— Records from a data collection —
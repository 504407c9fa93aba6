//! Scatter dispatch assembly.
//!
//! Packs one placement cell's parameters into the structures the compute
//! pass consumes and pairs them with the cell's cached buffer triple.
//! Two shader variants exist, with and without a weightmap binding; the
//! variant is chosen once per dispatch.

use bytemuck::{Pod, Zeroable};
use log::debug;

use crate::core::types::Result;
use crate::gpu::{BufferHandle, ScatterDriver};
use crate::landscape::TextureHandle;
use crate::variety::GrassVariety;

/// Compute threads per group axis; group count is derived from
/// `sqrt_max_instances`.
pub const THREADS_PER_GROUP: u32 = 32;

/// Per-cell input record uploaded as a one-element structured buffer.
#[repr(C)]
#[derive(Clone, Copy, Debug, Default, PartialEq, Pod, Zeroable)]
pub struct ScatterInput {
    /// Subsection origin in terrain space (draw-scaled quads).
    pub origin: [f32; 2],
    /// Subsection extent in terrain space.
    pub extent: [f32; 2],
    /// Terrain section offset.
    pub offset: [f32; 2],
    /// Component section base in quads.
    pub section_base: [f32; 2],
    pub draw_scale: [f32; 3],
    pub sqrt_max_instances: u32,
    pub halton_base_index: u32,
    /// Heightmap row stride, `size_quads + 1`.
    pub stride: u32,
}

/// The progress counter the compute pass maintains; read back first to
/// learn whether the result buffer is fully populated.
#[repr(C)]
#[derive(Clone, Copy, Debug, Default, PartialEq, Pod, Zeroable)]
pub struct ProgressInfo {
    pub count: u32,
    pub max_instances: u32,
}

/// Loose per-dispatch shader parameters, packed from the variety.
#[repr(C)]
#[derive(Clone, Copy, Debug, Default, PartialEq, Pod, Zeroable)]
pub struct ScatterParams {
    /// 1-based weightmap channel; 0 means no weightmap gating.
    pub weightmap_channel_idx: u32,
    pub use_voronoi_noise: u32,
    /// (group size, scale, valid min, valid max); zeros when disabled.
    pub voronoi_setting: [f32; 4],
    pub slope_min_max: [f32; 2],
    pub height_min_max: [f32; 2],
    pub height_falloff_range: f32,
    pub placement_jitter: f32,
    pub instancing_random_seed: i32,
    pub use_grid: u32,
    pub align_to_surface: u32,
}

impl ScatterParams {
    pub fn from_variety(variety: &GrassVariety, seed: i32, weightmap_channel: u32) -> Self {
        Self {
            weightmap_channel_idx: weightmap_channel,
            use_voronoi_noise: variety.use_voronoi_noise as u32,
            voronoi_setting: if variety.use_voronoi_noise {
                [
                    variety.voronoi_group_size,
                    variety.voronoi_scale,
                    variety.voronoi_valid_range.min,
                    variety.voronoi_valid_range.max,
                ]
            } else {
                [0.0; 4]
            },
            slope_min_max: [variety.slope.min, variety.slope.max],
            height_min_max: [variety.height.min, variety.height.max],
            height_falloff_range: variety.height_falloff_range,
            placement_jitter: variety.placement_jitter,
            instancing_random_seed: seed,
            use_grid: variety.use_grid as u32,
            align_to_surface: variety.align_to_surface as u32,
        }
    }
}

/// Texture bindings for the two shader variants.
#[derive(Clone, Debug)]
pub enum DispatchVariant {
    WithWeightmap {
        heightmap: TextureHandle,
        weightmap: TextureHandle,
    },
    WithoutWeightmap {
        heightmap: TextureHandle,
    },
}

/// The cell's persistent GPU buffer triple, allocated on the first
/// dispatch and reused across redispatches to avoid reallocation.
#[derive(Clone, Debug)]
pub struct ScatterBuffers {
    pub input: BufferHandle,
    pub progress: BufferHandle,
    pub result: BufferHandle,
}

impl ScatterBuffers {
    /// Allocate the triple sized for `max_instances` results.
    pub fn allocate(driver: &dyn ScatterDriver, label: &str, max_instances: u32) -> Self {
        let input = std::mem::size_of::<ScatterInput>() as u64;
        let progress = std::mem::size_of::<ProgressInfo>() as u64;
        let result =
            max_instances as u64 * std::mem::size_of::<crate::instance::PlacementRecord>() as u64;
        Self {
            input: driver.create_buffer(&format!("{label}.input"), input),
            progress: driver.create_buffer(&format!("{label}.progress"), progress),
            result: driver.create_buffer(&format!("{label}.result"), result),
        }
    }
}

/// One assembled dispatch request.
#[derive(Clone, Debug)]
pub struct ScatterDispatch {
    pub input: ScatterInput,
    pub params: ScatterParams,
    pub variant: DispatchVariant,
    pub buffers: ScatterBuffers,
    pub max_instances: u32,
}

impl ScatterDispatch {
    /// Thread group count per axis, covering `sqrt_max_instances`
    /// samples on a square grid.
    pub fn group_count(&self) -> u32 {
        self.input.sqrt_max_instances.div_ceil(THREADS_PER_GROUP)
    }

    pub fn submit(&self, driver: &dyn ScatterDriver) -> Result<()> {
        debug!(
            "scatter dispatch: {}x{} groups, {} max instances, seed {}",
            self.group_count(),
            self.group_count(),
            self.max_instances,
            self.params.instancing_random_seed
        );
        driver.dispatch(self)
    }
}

— EXERCISE AIM —
Reproduce each line of the records in which "pass" appears.

— EXERCISE ANSWER —
//! pass consumes and pairs them with the cell's cached buffer triple.
/// The progress counter the compute pass maintains; read back first to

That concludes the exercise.